--- Exercise materials ---

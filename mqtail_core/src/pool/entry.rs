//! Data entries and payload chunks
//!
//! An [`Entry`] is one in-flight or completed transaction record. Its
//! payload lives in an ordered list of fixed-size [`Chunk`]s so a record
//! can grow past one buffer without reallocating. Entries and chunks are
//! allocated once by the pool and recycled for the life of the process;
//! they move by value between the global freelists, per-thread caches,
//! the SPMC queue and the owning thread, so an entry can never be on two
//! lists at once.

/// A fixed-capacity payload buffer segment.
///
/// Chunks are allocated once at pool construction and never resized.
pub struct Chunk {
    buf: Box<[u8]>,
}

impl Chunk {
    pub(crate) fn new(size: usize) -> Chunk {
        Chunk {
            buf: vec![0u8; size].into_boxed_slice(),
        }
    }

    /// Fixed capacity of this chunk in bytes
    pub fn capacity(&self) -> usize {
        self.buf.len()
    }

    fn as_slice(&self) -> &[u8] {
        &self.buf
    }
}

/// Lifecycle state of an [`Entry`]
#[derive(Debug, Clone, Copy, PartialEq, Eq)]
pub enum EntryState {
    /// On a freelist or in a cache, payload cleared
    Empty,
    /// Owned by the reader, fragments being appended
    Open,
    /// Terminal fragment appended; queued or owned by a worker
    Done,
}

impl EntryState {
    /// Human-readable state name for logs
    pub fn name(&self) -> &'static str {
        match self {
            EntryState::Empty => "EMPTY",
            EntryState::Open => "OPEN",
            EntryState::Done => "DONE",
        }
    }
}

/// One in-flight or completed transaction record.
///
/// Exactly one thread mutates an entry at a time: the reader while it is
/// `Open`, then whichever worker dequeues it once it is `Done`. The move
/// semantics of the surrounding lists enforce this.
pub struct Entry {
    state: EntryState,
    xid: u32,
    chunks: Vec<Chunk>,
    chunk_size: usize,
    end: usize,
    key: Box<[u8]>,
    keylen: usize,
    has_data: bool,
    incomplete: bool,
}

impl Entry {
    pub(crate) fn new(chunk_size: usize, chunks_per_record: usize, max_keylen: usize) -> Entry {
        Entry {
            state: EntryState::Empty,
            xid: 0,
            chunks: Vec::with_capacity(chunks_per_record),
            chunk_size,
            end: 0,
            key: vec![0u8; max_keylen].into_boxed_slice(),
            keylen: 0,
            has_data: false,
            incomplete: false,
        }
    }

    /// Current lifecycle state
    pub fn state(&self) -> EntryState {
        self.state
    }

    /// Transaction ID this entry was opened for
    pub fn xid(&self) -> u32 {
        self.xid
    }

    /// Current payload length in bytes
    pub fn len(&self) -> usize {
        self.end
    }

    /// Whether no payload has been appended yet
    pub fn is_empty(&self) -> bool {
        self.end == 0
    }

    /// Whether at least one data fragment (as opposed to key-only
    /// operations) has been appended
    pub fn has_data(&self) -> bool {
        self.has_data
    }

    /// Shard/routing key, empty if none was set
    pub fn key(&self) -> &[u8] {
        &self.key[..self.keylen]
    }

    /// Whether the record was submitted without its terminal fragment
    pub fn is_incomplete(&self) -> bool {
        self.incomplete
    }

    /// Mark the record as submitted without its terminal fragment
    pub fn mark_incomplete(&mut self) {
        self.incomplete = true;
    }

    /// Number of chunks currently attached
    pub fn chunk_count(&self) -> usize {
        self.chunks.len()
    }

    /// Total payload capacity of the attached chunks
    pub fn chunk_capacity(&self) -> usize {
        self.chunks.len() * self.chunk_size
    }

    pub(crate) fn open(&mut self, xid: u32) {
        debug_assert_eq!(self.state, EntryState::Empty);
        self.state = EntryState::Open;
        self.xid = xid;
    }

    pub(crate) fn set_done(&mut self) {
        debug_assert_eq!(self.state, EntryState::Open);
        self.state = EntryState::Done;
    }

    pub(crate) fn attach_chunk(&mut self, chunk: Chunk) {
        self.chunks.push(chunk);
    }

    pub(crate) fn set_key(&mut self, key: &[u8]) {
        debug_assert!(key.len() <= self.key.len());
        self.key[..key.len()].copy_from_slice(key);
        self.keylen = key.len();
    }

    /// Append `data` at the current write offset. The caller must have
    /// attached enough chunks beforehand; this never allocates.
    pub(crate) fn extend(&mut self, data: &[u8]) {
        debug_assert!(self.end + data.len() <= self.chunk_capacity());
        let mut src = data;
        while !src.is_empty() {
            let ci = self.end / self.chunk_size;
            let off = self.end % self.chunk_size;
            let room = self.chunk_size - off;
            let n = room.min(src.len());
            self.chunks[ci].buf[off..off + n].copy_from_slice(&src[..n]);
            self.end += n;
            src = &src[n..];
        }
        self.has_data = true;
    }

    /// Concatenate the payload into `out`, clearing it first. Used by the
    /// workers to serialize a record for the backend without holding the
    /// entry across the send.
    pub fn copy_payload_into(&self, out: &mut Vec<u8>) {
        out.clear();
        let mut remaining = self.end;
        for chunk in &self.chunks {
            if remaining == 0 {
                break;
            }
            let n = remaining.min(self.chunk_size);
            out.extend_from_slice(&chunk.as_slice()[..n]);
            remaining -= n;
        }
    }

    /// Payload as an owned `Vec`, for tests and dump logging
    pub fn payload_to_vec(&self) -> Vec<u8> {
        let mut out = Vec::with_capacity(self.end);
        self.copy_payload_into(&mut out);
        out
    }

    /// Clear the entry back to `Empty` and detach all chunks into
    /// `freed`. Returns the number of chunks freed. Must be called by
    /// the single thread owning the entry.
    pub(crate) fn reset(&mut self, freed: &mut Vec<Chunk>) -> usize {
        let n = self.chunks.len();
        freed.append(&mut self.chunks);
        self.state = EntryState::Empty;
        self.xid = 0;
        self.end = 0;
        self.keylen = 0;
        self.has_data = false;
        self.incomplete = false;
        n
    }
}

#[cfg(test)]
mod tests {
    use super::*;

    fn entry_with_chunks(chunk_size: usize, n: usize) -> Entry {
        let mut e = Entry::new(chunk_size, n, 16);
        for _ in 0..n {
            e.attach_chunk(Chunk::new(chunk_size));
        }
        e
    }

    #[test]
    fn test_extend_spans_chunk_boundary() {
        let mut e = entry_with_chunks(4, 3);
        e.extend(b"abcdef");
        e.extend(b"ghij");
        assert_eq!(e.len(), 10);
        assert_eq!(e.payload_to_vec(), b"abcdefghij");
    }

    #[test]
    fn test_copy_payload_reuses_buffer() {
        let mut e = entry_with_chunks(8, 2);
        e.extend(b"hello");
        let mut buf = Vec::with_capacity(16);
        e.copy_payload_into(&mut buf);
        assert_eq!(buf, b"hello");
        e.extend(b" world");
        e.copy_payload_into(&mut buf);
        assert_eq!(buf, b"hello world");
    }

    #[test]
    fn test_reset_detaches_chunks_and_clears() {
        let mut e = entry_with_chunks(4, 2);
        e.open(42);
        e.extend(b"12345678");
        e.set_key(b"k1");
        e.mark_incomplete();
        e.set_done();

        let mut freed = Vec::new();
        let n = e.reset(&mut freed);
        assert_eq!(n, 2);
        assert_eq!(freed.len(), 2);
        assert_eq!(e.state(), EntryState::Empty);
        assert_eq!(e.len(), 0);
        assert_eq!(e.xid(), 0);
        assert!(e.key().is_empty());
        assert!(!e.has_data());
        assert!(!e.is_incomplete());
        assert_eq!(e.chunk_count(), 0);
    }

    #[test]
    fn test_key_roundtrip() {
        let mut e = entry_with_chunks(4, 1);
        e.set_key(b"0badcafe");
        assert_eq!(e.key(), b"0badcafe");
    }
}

---
--- Exercise materials ---

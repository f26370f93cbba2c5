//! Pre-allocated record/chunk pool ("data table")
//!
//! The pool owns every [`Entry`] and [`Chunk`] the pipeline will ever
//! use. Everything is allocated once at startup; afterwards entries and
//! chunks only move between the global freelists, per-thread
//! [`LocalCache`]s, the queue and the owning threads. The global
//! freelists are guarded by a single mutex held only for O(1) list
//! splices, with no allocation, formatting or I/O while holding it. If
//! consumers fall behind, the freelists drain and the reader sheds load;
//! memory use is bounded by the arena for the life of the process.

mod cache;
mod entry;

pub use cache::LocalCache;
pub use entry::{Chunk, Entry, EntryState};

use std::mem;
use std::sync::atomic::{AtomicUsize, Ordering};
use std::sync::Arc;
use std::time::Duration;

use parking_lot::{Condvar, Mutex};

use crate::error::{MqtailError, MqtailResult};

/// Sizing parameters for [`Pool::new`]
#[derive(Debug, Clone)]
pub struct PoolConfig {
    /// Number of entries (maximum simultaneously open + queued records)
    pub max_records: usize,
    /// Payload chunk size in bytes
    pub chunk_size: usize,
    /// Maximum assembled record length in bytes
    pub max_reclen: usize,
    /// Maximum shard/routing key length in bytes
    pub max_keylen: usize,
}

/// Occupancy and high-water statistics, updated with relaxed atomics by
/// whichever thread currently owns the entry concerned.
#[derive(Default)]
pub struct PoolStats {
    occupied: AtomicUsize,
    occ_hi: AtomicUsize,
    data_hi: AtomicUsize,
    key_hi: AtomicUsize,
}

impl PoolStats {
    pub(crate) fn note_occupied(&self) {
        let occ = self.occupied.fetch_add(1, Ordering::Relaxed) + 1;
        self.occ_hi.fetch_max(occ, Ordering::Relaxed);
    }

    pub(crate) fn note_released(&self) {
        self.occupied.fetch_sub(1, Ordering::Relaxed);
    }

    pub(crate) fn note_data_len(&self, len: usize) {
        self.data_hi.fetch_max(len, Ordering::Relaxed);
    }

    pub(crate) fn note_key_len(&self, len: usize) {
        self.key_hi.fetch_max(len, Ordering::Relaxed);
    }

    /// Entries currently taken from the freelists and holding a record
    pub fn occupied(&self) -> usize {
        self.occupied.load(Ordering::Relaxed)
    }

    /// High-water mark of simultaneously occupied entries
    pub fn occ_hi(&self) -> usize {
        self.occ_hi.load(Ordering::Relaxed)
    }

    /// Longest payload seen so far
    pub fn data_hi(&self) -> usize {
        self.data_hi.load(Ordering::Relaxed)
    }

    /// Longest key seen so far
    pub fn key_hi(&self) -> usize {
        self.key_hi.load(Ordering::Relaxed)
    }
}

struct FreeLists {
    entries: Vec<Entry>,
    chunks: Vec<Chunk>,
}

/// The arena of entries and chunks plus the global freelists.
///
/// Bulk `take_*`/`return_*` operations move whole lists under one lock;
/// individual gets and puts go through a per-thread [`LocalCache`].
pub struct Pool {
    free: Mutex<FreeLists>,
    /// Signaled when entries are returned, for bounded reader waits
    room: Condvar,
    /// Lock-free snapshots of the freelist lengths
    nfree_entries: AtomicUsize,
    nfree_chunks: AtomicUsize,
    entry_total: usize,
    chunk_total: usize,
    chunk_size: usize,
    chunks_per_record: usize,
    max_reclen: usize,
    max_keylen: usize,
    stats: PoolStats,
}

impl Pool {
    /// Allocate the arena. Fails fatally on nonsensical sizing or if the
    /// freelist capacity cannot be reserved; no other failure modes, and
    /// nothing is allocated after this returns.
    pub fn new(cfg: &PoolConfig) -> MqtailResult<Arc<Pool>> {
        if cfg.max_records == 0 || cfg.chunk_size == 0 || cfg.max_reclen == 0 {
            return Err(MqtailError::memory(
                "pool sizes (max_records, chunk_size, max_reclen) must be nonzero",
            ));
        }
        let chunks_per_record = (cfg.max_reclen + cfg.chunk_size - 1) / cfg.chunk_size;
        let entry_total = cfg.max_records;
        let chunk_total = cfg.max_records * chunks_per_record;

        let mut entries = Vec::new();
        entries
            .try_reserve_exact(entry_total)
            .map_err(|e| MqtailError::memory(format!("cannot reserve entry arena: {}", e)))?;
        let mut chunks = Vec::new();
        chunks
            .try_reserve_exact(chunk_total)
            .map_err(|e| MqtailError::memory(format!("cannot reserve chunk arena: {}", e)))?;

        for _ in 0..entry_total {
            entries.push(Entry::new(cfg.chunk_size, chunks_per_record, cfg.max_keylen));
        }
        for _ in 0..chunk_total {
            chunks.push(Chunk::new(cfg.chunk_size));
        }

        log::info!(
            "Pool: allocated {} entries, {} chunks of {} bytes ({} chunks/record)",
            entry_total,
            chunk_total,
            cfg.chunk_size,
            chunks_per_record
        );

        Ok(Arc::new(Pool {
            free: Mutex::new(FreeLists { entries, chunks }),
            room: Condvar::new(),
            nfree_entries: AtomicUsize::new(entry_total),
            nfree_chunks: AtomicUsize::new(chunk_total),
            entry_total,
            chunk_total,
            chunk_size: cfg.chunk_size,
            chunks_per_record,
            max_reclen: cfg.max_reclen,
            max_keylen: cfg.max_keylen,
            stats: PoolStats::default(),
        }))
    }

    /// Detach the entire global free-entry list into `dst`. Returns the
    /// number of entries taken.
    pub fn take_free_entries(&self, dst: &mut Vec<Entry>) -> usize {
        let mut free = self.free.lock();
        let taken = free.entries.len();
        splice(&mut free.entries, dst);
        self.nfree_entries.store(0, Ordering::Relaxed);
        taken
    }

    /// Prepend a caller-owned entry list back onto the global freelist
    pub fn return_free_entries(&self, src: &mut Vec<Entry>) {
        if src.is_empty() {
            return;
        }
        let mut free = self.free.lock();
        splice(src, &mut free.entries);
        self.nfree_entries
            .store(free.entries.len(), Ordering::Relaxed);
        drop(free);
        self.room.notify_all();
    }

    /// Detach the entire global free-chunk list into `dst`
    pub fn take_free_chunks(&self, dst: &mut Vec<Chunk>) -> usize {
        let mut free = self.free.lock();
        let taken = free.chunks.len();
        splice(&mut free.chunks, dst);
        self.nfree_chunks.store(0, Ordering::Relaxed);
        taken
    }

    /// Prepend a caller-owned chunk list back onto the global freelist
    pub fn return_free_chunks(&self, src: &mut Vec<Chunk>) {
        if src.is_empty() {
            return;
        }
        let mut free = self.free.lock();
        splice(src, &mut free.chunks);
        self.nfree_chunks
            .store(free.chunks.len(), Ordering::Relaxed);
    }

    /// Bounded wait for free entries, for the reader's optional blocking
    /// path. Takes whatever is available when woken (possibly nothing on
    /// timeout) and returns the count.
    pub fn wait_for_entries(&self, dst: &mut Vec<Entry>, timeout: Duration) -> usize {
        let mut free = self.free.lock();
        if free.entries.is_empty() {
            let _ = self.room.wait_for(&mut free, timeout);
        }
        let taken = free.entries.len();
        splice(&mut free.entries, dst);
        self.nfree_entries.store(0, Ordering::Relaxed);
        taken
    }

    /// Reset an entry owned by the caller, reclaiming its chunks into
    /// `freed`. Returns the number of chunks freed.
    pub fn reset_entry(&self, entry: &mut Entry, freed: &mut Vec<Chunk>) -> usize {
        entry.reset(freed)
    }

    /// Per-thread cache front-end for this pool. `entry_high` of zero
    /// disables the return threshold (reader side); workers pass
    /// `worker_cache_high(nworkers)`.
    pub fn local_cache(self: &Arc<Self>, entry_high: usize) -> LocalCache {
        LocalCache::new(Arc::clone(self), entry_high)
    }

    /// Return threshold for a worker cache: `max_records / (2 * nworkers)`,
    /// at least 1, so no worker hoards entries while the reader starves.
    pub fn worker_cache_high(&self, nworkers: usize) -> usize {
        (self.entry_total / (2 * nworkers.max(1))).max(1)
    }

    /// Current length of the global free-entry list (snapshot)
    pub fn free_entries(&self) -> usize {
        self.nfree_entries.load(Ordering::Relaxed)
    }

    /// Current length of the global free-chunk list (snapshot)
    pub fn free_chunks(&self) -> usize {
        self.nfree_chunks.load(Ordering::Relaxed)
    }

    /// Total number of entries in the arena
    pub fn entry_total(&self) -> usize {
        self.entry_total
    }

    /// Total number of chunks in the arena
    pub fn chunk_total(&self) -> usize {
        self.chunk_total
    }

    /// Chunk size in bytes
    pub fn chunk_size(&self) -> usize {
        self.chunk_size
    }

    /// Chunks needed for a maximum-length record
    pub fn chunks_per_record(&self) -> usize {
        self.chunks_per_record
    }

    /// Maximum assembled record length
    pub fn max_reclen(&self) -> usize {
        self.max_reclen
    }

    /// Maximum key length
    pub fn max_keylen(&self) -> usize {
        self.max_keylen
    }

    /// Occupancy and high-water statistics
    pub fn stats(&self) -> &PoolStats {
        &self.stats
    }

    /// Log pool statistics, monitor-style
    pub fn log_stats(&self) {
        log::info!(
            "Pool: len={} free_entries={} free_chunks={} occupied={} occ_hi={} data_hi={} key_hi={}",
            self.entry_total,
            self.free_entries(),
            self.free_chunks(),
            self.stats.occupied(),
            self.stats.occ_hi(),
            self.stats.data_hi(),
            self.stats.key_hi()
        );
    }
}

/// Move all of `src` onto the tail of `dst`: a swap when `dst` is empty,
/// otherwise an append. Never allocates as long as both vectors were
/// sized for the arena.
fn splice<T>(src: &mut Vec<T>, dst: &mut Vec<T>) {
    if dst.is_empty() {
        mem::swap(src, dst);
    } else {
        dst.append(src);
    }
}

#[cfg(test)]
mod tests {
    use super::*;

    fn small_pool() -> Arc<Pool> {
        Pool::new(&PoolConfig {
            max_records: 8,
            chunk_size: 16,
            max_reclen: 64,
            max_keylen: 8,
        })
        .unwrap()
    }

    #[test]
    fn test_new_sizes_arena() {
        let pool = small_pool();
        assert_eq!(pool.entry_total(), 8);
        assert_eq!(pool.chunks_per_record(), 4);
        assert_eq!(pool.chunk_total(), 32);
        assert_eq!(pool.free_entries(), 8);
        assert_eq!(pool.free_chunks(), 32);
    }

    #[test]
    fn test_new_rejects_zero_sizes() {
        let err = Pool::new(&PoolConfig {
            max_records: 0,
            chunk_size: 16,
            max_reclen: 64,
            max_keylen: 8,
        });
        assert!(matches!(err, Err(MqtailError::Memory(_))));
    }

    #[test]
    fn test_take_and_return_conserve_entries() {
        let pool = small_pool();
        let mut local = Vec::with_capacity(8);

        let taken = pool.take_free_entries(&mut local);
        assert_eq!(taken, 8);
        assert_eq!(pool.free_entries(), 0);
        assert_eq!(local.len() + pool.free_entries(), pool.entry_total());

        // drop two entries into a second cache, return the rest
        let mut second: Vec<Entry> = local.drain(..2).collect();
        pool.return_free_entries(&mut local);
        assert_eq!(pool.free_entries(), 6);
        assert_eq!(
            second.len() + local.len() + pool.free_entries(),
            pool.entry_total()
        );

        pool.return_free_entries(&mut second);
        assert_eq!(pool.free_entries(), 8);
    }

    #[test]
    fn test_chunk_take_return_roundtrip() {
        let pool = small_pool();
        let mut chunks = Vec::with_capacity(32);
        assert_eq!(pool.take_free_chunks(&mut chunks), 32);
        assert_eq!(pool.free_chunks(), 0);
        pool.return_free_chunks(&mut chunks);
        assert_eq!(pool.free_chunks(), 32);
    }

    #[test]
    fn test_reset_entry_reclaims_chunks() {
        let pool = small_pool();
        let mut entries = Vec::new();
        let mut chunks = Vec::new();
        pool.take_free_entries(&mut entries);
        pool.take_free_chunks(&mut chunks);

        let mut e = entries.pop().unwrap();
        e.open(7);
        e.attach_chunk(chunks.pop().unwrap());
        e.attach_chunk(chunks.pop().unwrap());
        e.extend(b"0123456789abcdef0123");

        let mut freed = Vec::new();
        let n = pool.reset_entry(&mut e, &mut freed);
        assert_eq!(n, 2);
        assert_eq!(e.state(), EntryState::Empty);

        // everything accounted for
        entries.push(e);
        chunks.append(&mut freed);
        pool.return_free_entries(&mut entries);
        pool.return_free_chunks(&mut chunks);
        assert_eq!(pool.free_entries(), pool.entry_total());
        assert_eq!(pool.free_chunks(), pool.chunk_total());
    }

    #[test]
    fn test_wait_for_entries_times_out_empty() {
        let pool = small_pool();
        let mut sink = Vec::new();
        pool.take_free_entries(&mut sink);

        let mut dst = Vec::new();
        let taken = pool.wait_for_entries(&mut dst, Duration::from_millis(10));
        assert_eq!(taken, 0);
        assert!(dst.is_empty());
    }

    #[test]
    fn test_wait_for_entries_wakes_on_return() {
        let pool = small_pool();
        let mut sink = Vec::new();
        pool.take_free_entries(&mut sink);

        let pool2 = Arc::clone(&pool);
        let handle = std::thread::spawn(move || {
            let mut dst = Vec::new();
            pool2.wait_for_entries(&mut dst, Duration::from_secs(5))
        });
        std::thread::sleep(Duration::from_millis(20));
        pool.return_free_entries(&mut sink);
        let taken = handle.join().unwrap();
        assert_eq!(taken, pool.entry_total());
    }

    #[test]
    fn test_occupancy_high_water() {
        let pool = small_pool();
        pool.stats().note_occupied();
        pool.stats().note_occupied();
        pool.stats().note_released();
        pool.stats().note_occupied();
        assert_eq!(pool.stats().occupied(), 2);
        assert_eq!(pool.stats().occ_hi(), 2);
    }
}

---

▶ [Task prompt]:
Where in the entries above does the word "reader" appear? Copy each line that has it.

▶ [Answer space]:
    /// Owned by the reader, fragments being appended
/// Exactly one thread mutates an entry at a time: the reader while it is
//! consumers fall behind, the freelists drain and the reader sheds load;
    /// Signaled when entries are returned, for bounded reader waits
    /// Bounded wait for free entries, for the reader's optional blocking
    /// disables the return threshold (reader side); workers pass
    /// at least 1, so no worker hoards entries while the reader starves.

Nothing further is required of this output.